My “stated” writing methodology is not to edit on the first draft. But that’s nowhere near what I actually do. I don’t extensively polish–there’s too much chance that the words that I fuss over are going to change on the first editing pass. But it is important that the writing from the beginning has the right flavor. A richness of words. A precision of expression. To me that’s important, because that’s part of what makes my writing interesting. At least to my niche audience–everybody else just yawns. Oh, well. If the story itself has to carry the novel, well, I might as well stop now.
But . . . one of the key of getting words on the page is not to dither.
Research is one place where dithering can get out of hand. There’s a million things I don’t know about the period I’m writing about, and every time I dip into research I end up spending way more time than I should. I’m OK with that, though. Nothing screws up a novel for me than a writer who has no idea what he’s talking about.
Word choice is another.
I would like to say that I don’t spend a lot of time in the Thesaurus on the first draft, but again, that’s not really true. What I INTEND to do is to use the Word Shift>F7 Thesaurus, take the best fit, mark it as a word that could be improved if not totally satisfied, and move on. But sometimes, that simply won’t do.
I got caught up in exactly that time sink on Wednesday.
The sentence was: “OK, young squire. Here is a mission worthy of your skills as a ___________. My mental image was someone who skulks effectively, can slip into a shadowy alcove and hide effortlessly, move noiselessly.
My Dungeons and Dragons background speaks up. That’s a thief. That’s what the class does. Except ‘thief’ doesn’t mean that to the reading population at large. Oswald’s not specifically going to steal anything, and he’s not really that sort of person.
“One who lurks.” Except ‘lurker’ isn’t listed in the thesaurus. Looking under ‘lurk’ yields nothing useful. Lots of rich verbs, but nothing that can be converted into a noun.
“Prowler.” That gets me into Section 483, Thief. Well, OK; I hadn’t looked at that before. But again, back to the problem that thief carries too many undesired connotations. Again, lots of rich words: cutpurse, cat burglar, filcher, and grafter to name a few. But nothing useful.
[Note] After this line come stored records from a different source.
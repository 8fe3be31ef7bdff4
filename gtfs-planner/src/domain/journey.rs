//! Journey types.
//!
//! A `Journey` is a schedule-feasible realization of a station path: an
//! alternating sequence of boarding and alighting stop-times. Display
//! formatting into legs happens later, in the planner.

use std::fmt;

use xxhash_rust::xxh3::xxh3_64;

use super::{DomainError, RailTime, StopTimeId};

/// Stable identity of a journey, derived from its ordered stop-times.
///
/// # Examples
///
/// ```
/// use gtfs_planner::domain::{Fingerprint, StopTimeId};
///
/// let a = Fingerprint::of(&[StopTimeId(1), StopTimeId(2)]);
/// let b = Fingerprint::of(&[StopTimeId(1), StopTimeId(2)]);
/// let c = Fingerprint::of(&[StopTimeId(2), StopTimeId(1)]);
/// assert_eq!(a, b);
/// assert_ne!(a, c);
/// assert_eq!(a.to_string().len(), 16);
/// ```
#[derive(Debug, Clone, Copy, PartialEq, Eq, PartialOrd, Ord, Hash)]
pub struct Fingerprint(u64);

impl Fingerprint {
    /// Hash an ordered list of stop-times.
    pub fn of(stop_times: &[StopTimeId]) -> Self {
        let bytes: Vec<u8> = stop_times
            .iter()
            .flat_map(|id| id.0.to_le_bytes())
            .collect();
        Self(xxh3_64(&bytes))
    }
}

impl fmt::Display for Fingerprint {
    fn fmt(&self, f: &mut fmt::Formatter<'_>) -> fmt::Result {
        write!(f, "{:016x}", self.0)
    }
}

/// A complete, timetable-grounded journey.
///
/// # Invariants
///
/// - `stop_times` is non-empty and has even length: board, alight, board, ...
/// - `arrival >= departure`
#[derive(Debug, Clone, PartialEq, Eq)]
pub struct Journey {
    stop_times: Vec<StopTimeId>,
    departure: RailTime,
    arrival: RailTime,
    fingerprint: Fingerprint,
}

impl Journey {
    /// Construct a journey, validating its shape.
    pub fn new(
        stop_times: Vec<StopTimeId>,
        departure: RailTime,
        arrival: RailTime,
    ) -> Result<Self, DomainError> {
        if stop_times.is_empty() {
            return Err(DomainError::EmptyJourney);
        }
        if stop_times.len() % 2 != 0 {
            return Err(DomainError::UnpairedStopTimes(stop_times.len()));
        }
        if arrival < departure {
            return Err(DomainError::ArrivalBeforeDeparture);
        }

        let fingerprint = Fingerprint::of(&stop_times);
        Ok(Self {
            stop_times,
            departure,
            arrival,
            fingerprint,
        })
    }

    /// Returns the ordered board/alight stop-times.
    pub fn stop_times(&self) -> &[StopTimeId] {
        &self.stop_times
    }

    /// Returns (board, alight) pairs, one per ride.
    pub fn rides(&self) -> impl Iterator<Item = (StopTimeId, StopTimeId)> + '_ {
        self.stop_times.chunks_exact(2).map(|pair| (pair[0], pair[1]))
    }

    /// Returns the departure time from the origin.
    pub fn departure_time(&self) -> RailTime {
        self.departure
    }

    /// Returns the arrival time at the destination.
    pub fn arrival_time(&self) -> RailTime {
        self.arrival
    }

    /// Returns the number of transfers (rides minus one).
    pub fn transfer_count(&self) -> usize {
        self.stop_times.len() / 2 - 1
    }

    /// Returns the journey identity.
    pub fn fingerprint(&self) -> Fingerprint {
        self.fingerprint
    }
}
Finally, fully 10 minutes later, my common sense alarm went off. I settled for ‘prowler’ and got on with my work. At 10 minutes a word, writing 4 hours a day, it would take 11.4 years to finish a 100,000 word novel. Isn’t it apocryphal that Flaubert took that long to polish Madame Bovary? And yes, I’m being a little silly. 10 minutes for ONE word is not the same as 10 minutes for EVERY word.